I wanted to package Steven Black hosts project to run via a cron job generating blocklists for my local unbound DNS resolver. I found the following things which I was not happy with:

  • Complex configuration mechanism instead of a single, simple, non json configuration file.
  • Hard to package as a system package for deployment
  • No unbound output format

Features

  • Download, aggregate and deduplicate host block files
  • Output to hosts file format or unbound format
  • Single, simple configuration file
  • Easy to package as yum/deb/... package with a single static executable binary.

Configuration file format

The configuration file uses the toml format.

Sources are defined as below. The only requirements are:

  • A unique key for the source i.e. [[source.example]]
  • A url value. The url must be a link to a file in the hosts file format.

All other source fields are optional and right now are for metadata only. See the sample-config.toml file for reference, this file is based on the configured data sources from Steven Black hosts project.

[source]

  [[source.badd-boyz-hosts]]
  name = "Mitchell Krog's - Badd Boyz Hosts"
  description = "Sketchy domains and Bad Referrers from my Nginx and Apache Bad Bot and Spam Referrer Blockers"
  homeurl = "https://github.com/mitchellkrogza/Badd-Boyz-Hosts"
  issues = "https://github.com/mitchellkrogza/Badd-Boyz-Hosts/issues"
  url = "https://raw.githubusercontent.com/mitchellkrogza/Badd-Boyz-Hosts/master/hosts"
  license = "MIT"

  [[source.kad-hosts]]
  name = "KADhosts"
  description = "Fraud/adware/scam websites."
  homeurl = "https://kadantiscam.netlify.com"
  issues = "https://github.com/PolishFiltersTeam/KADhosts/issues"
  url = "https://raw.githubusercontent.com/PolishFiltersTeam/KADhosts/master/KADhosts_without_controversies.txt"
  license = "CC BY-SA 4.0"

Usage

$ hosts --help
Host blocklist generator

Usage: hosts --conf FILE [--ip IP] [-f|--format ARG]
  Generate a lists of DNS hosts to block from configurable source databases

Available options:
  --conf FILE              Config file location
  --ip IP                  Target IP, defaults to 0.0.0.0.
  -f,--format ARG          Output format. Valid values hosts|unbound. Defaults
                           to hosts if not set
  -h,--help                Show this help text
$ hosts --conf sample-config.toml -f unbound > block.conf

In your unbound config /var/unbound/etc/unbound.conf you can add the below line in the server block.

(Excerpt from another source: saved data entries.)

//! Kata reference library: static Shotokan catalogue, PDF links and progress.

use crate::api::Backend;
use crate::error::{Outcome, Result};
use crate::types::{Kata, KataPractice, KataProgress};

/// Shotokan kata with their PDF sheet numbering.
pub const SHOTOKAN_KATA: [(u32, &str, &str); 30] = [
    (1, "Taikyoku Shodan", "White"),
    (2, "Heian Shodan", "White"),
    (3, "Heian Nidan", "Yellow"),
    (4, "Heian Sandan", "Orange"),
    (5, "Heian Yondan", "Green"),
    (6, "Heian Godan", "Purple"),
    (7, "Tekki Shodan", "Brown"),
    (8, "Tekki Nidan", "Black"),
    (9, "Tekki Sandan", "Black"),
    (10, "Bassai Dai", "Brown"),
    (11, "Bassai Sho", "Black"),
    (12, "Kanku Dai", "Brown"),
    (13, "Kanku Sho", "Black"),
    (14, "Empi", "Brown"),
    (15, "Jion", "Brown"),
    (16, "Jiin", "Black"),
    (17, "Jitte", "Black"),
    (18, "Hangetsu", "Black"),
    (19, "Gankaku", "Black"),
    (20, "Chinte", "Black"),
    (21, "Nijushiho", "Black"),
    (22, "Sochin", "Black"),
    (23, "Meikyo", "Black"),
    (24, "Unsu", "Black"),
    (25, "Wankan", "Black"),
    (26, "Gojushiho Dai", "Black"),
    (27, "Gojushiho Sho", "Black"),
    (28, "Taikyoku Nidan", "White"),
    (29, "Taikyoku Sandan", "White"),
    (30, "Ten No Kata", "White"),
];

pub fn kata_name(id: u32) -> Option<&'static str> {
    SHOTOKAN_KATA.iter().find(|(k, _, _)| *k == id).map(|(_, name, _)| *name)
}

/// `/katas/<NN>_<Kata_Name>.pdf` for a known kata id.
pub fn pdf_path(prefix: &str, id: u32) -> Option<String> {
    let name = kata_name(id)?;
    Some(format!("{}/{:02}_{}.pdf", prefix, id, name.replace(' ', "_")))
}

pub fn static_library() -> Vec<Kata> {
    SHOTOKAN_KATA
        .iter()
        .map(|(id, name, belt)| Kata {
            id: *id,
            name: name.to_string(),
            description: String::new(),
            belt: belt.to_string(),
            move_count: 0,
            video_url: None,
        })
        .collect()
}

pub fn search<'a>(katas: &'a [Kata], query: &str) -> Vec<&'a Kata> {
    let query = query.trim().to_lowercase();
    katas
        .iter()
        .filter(|k| query.is_empty() || k.name.to_lowercase().contains(&query))
        .collect()
}

pub fn progress_for(progress: &[KataProgress], kata_id: u32) -> Option<&KataProgress> {
    progress.iter().find(|p| p.kata_id == kata_id)
}

pub async fn fetch_katas<B: Backend>(backend: &B) -> Outcome<Vec<Kata>> {
    Outcome::or_degraded(backend.fetch_katas().await, static_library)
}

pub async fn fetch_kata<B: Backend>(backend: &B, id: u32) -> Outcome<Kata> {
    match backend.fetch_kata(id).await {
        Ok(kata) => Outcome::Live(kata),
        Err(e) => match static_library().into_iter().find(|k| k.id == id) {
            Some(kata) => Outcome::Degraded(kata),
            None => Outcome::Failed(e),
        },
    }
}

pub async fn fetch_progress<B: Backend>(backend: &B, user_id: &str) -> Outcome<Vec<KataProgress>> {
    Outcome::or_degraded(backend.fetch_kata_progress(user_id).await, Vec::new)
}

pub async fn record_practice<B: Backend>(backend: &B, practice: &KataPractice) -> Result<KataProgress> {
    let progress = backend.record_kata_practice(practice).await;
    if let Err(e) = &progress {
        tracing::warn!("kata practice not recorded: {}", e);
    }
    progress
}

/// Replace or insert a progress entry returned by the backend.
pub fn merge_progress(progress: &mut Vec<KataProgress>, update: KataProgress) {
    match progress.iter_mut().find(|p| p.kata_id == update.kata_id) {
        Some(existing) => *existing = update,
        None => progress.push(update),
    }
}
use leptos::*;
use crate::config::Config;
use crate::context::{provide_app_contexts, AuthContext};
use crate::pages::{Dashboard, Katas, Login, MovementTracker, Parent, Register};
use crate::types::{AppView, UserRole};

pub fn format_time(secs: i64) -> String {
    let mins = secs / 60;
    let s = secs % 60;
    format!("{:02}:{:02}", mins, s)
}

/// "Today", "Yesterday" or "N days ago" relative to `now` (both unix seconds, UTC days).
pub fn format_date(ts: i64, now: i64) -> String {
    let days = now.div_euclid(86400) - ts.div_euclid(86400);
    match days {
        d if d <= 0 => "Today".to_string(),
        1 => "Yesterday".to_string(),
        d => format!("{} days ago", d),
    }
}

pub fn format_percent(fraction: f64) -> String {
    format!("{:.0}%", (fraction * 100.0).clamp(0.0, 100.0))
}

/// The view actually rendered. Only parents get the parent dashboard.
pub fn visible_view(requested: AppView, role: Option<UserRole>) -> AppView {
    match requested {
        AppView::Parent if role != Some(UserRole::Parent) => AppView::Dashboard,
        other => other,
    }
}

#[component]
pub fn App() -> impl IntoView {
    provide_app_contexts(Config::from_env());
    let auth = expect_context::<AuthContext>();
    auth.restore();

    let initial_view = if auth.session.get_untracked().is_some() {
        AppView::Dashboard
    } else {
        AppView::Login
    };
    let (view, set_view) = create_signal(initial_view);

    // Expired token or sign-out: back to the login screen
    create_effect(move |_| {
        if auth.session.with(|s| s.is_none()) {
            match view.get_untracked() {
                AppView::Login | AppView::Register => {}
                _ => set_view.set(AppView::Login),
            }
        }
    });

    view! {
        <div class="app">
            {move || auth.is_signed_in().then(|| view! { <NavBar view=view set_view=set_view /> })}
            {move || match visible_view(view.get(), auth.session.with(|s| s.as_ref().map(|s| s.user.role))) {
                AppView::Login => view! { <Login set_view=set_view /> }.into_view(),
                AppView::Register => view! { <Register set_view=set_view /> }.into_view(),
                AppView::Dashboard => view! { <Dashboard set_view=set_view /> }.into_view(),
                AppView::Movement => view! { <MovementTracker /> }.into_view(),
                AppView::Katas => view! { <Katas /> }.into_view(),
                AppView::Parent => view! { <Parent /> }.into_view(),
            }}
        </div>
    }
}

#[component]
fn NavBar(view: ReadSignal<AppView>, set_view: WriteSignal<AppView>) -> impl IntoView {
    let auth = expect_context::<AuthContext>();
    let is_parent = move || auth.session.with(|s| s.as_ref().map(|s| s.user.role) == Some(UserRole::Parent));

    let tab = move |target: AppView, label: &'static str| {
        let active_target = target.clone();
        view! {
            <button
                class="nav-tab"
                class:active=move || view.get() == active_target
                on:click=move |_| set_view.set(target.clone())
            >
                {label}
            </button>
        }
    };

    view! {
        <nav class="navbar">
            <div class="nav-brand">"KIAI"</div>
            <div class="nav-links">
                {tab(AppView::Dashboard, "Practice")}
                {tab(AppView::Movement, "Combos")}
                {tab(AppView::Katas, "Katas")}
                {move || is_parent().then(|| tab(AppView::Parent, "Parents"))}
            </div>
            <button class="nav-signout" on:click=move |_| auth.sign_out()>"Sign out"</button>
        </nav>
    }
}

#[cfg(test)]
mod tests {
    use super::*;

    #[test]
    fn time_is_minutes_and_seconds() {
        assert_eq!(format_time(0), "00:00");
        assert_eq!(format_time(125), "02:05");
    }

    #[test]
    fn parent_view_requires_parent_role() {
        assert_eq!(visible_view(AppView::Parent, Some(UserRole::Parent)), AppView::Parent);
        assert_eq!(visible_view(AppView::Parent, Some(UserRole::Kid)), AppView::Dashboard);
        assert_eq!(visible_view(AppView::Parent, None), AppView::Dashboard);
        assert_eq!(visible_view(AppView::Katas, Some(UserRole::Kid)), AppView::Katas);
    }

    #[test]
    fn dates_are_relative() {
        let now = 20 * 86400 + 3600;
        assert_eq!(format_date(now - 60, now), "Today");
        assert_eq!(format_date(now - 86400, now), "Yesterday");
        assert_eq!(format_date(now - 3 * 86400, now), "3 days ago");
    }
}
//! Punch/kick/kata/technique accumulator for one practice session.

use chrono::NaiveDate;

use crate::api::Backend;
use crate::error::{Outcome, Result};
use crate::stats;
use crate::types::*;

#[derive(Clone, Copy, Debug, PartialEq, Eq, Default)]
pub enum Phase {
    #[default]
    Idle,
    Active { started_at: i64 },
}

#[derive(Clone, Debug, Default, PartialEq)]
pub struct PracticeState {
    pub phase: Phase,
    pub punches: u32,
    pub kicks: u32,
    pub katas: Vec<KataRep>,
    pub techniques: Vec<TechniqueCount>,
    pub session_timer: u32,
    pub history: Vec<SessionSummary>,
    pub totals: PracticeTotals,
    pub streak: Streak,
    pub last_points: Option<u32>,
}

impl PracticeState {
    pub fn is_active(&self) -> bool {
        matches!(self.phase, Phase::Active { .. })
    }

    /// Idle → Active. Returns false, changing nothing, if a session is
    /// already running; callers only start a tick interval on true.
    pub fn start_session(&mut self, now: i64) -> bool {
        if self.is_active() {
            return false;
        }
        self.reset_counters();
        self.phase = Phase::Active { started_at: now };
        self.last_points = None;
        true
    }

    pub fn tick(&mut self) {
        if self.is_active() {
            self.session_timer += 1;
        }
    }

    pub fn add_punches(&mut self, n: u32) {
        if self.is_active() {
            self.punches += n;
        }
    }

    pub fn add_kicks(&mut self, n: u32) {
        if self.is_active() {
            self.kicks += n;
        }
    }

    pub fn add_kata_repetition(&mut self, kata_id: u32, name: &str) {
        if !self.is_active() {
            return;
        }
        match self.katas.iter_mut().find(|k| k.kata_id == kata_id) {
            Some(k) => k.repetitions += 1,
            None => self.katas.push(KataRep { kata_id, name: name.to_string(), repetitions: 1 }),
        }
    }

    pub fn add_technique(&mut self, name: &str, points: u32) {
        if !self.is_active() {
            return;
        }
        match self.techniques.iter_mut().find(|t| t.name == name) {
            Some(t) => t.count += 1,
            None => self.techniques.push(TechniqueCount { name: name.to_string(), count: 1, points }),
        }
    }

    pub fn current_points(&self) -> u32 {
        stats::session_points(self.punches, self.kicks, &self.katas, &self.techniques)
    }

    /// Active → Idle. Scores the session, records it in history and totals
    /// and zeroes the counters. `None` when no session is running.
    pub fn end_session(&mut self, now: i64) -> Option<PracticeRecord> {
        let Phase::Active { started_at } = self.phase else {
            return None;
        };

        let points_earned = self.current_points();
        let record = PracticeRecord {
            punches: self.punches,
            kicks: self.kicks,
            katas: std::mem::take(&mut self.katas),
            techniques: std::mem::take(&mut self.techniques),
            duration_secs: self.session_timer,
            points_earned,
            started_at,
            ended_at: now,
        };

        let summary = SessionSummary {
            ended_at: now,
            duration_secs: record.duration_secs,
            points_earned,
            punches: record.punches,
            kicks: record.kicks,
            kata_reps: stats::kata_reps(&record.katas),
            technique_reps: stats::technique_reps(&record.techniques),
        };
        self.totals.add(&summary);
        self.history.push(summary);

        self.phase = Phase::Idle;
        self.reset_counters();
        self.last_points = Some(points_earned);
        Some(record)
    }

    /// Take the backend's streak when available, else estimate it locally.
    pub fn apply_streak(&mut self, fetched: Option<u32>, today: NaiveDate) {
        self.streak = match fetched {
            Some(current) => Streak {
                current,
                best: self.streak.best.max(current),
                last_practice: Some(today),
            },
            None => stats::advance_streak(&self.streak, today),
        };
    }

    fn reset_counters(&mut self) {
        self.punches = 0;
        self.kicks = 0;
        self.katas.clear();
        self.techniques.clear();
        self.session_timer = 0;
    }
}

/// Best effort: a failed submission is logged and reported, never retried.
pub async fn submit_session<B: Backend>(backend: &B, user_id: &str, record: &PracticeRecord) -> Outcome<()> {
    let result = backend.submit_practice_session(user_id, record).await;
    match &result {
        Ok(()) => tracing::info!("practice session saved ({} points)", record.points_earned),
        Err(e) => tracing::warn!("practice session not saved: {}", e),
    }
    Outcome::from_result(result)
}

/// Current streak from the backend, if reachable.
pub async fn fetch_streak<B: Backend>(backend: &B, user_id: &str) -> Option<u32> {
    match backend.fetch_progress(user_id).await {
        Ok(progress) => Some(progress.current_streak),
        Err(e) => {
            tracing::warn!("streak unavailable, estimating locally: {}", e);
            None
        }
    }
}

pub async fn record_quick_practice<B: Backend>(backend: &B, practice: &QuickPractice) -> Result<()> {
    backend.record_practice(practice).await
}

#[cfg(test)]
mod tests {
    use assert_matches::assert_matches;
    use futures::executor::block_on;

    use super::*;
    use crate::api::mock::MockBackend;

    fn day(s: &str) -> NaiveDate {
        NaiveDate::parse_from_str(s, "%Y-%m-%d").unwrap()
    }

    #[test]
    fn counters_ignore_input_while_idle() {
        let mut state = PracticeState::default();
        state.add_punches(10);
        state.add_kata_repetition(2, "Heian Shodan");
        state.tick();
        assert_eq!(state.punches, 0);
        assert!(state.katas.is_empty());
        assert_eq!(state.session_timer, 0);
        assert_eq!(state.end_session(10), None);
    }

    #[test]
    fn starting_twice_keeps_one_session() {
        let mut state = PracticeState::default();
        assert!(state.start_session(100));
        state.add_punches(5);
        assert!(!state.start_session(200));
        assert_eq!(state.phase, Phase::Active { started_at: 100 });
        assert_eq!(state.punches, 5);
    }

    #[test]
    fn empty_session_scores_base_points() {
        let mut state = PracticeState::default();
        state.start_session(0);
        let record = state.end_session(60).unwrap();
        assert_eq!(record.points_earned, 10);
        assert_eq!(state.last_points, Some(10));
    }

    #[test]
    fn end_session_scores_and_resets() {
        let mut state = PracticeState::default();
        state.start_session(1000);
        state.add_punches(50);
        state.add_kicks(30);
        for _ in 0..3 {
            state.add_kata_repetition(2, "Heian Shodan");
        }
        for _ in 0..90 {
            state.tick();
        }

        let record = state.end_session(1090).unwrap();
        assert_eq!(record.points_earned, 33);
        assert_eq!(record.duration_secs, 90);
        assert_eq!(record.katas, vec![KataRep { kata_id: 2, name: "Heian Shodan".into(), repetitions: 3 }]);

        assert!(!state.is_active());
        assert_eq!((state.punches, state.kicks, state.session_timer), (0, 0, 0));
        assert!(state.katas.is_empty());
        assert_eq!(state.history.len(), 1);
        assert_eq!(state.totals.points, 33);
        assert_eq!(state.totals.kata_reps, 3);
    }

    #[test]
    fn techniques_use_their_own_points() {
        let mut state = PracticeState::default();
        state.start_session(0);
        state.add_technique("Mawashi Geri", 3);
        state.add_technique("Mawashi Geri", 3);
        state.add_technique("Shuto Uke", 1);
        assert_eq!(state.current_points(), 10 + 6 + 1);
    }

    #[test]
    fn totals_accumulate_across_sessions() {
        let mut state = PracticeState::default();
        for i in 0..3 {
            state.start_session(i * 100);
            state.add_kicks(20);
            state.end_session(i * 100 + 50);
        }
        assert_eq!(state.totals.sessions, 3);
        assert_eq!(state.totals.kicks, 60);
        assert_eq!(state.totals.points, 36);
        assert_eq!(state.totals.average_points(), 12);
    }

    #[test]
    fn streak_prefers_backend_value() {
        let mut state = PracticeState::default();
        state.apply_streak(Some(9), day("2024-05-01"));
        assert_eq!(state.streak.current, 9);
        assert_eq!(state.streak.best, 9);

        state.apply_streak(None, day("2024-05-02"));
        assert_eq!(state.streak.current, 10);
    }

    #[test]
    fn submission_failure_is_reported() {
        let mut state = PracticeState::default();
        state.start_session(0);
        let record = state.end_session(1).unwrap();

        let offline = MockBackend::offline();
        assert_matches!(block_on(submit_session(&offline, "u1", &record)), Outcome::Failed(_));
        assert_eq!(block_on(fetch_streak(&offline, "u1")), None);

        let online = MockBackend::online();
        assert_eq!(block_on(submit_session(&online, "u1", &record)), Outcome::Live(()));
        assert_eq!(online.submitted.borrow().len(), 1);
    }
}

include: /path/to/block.conf

Sample unbound output

local-zone: "0.0.0.0.creative.hpyrdr.com" redirect
local-data: "0.0.0.0.creative.hpyrdr.com A 0.0.0.0"
local-zone: "0.0.0.0.hpyrdr.com" redirect
local-data: "0.0.0.0.hpyrdr.com A 0.0.0.0"
local-zone: "0.nextyourcontent.com" redirect
local-data: "0.nextyourcontent.com A 0.0.0.0"
local-zone: "0.r.msn.com" redirect
local-data: "0.r.msn.com A 0.0.0.0"

Sample hosts output

0.0.0.0 0.0.0.0.creative.hpyrdr.com
0.0.0.0 0.0.0.0.hpyrdr.com
0.0.0.0 0.nextyourcontent.com
0.0.0.0 0.r.msn.com
0.0.0.0 000free.us
0.0.0.0 000tristanprod.free.fr
0.0.0.0 005.free-counter.co.uk
0.0.0.0 006.free-counter.co.uk

Building from source

You will need cabal installed. If you use nix you can use the provided nix-shell.

When the project is cloned to your machine run:

cabal install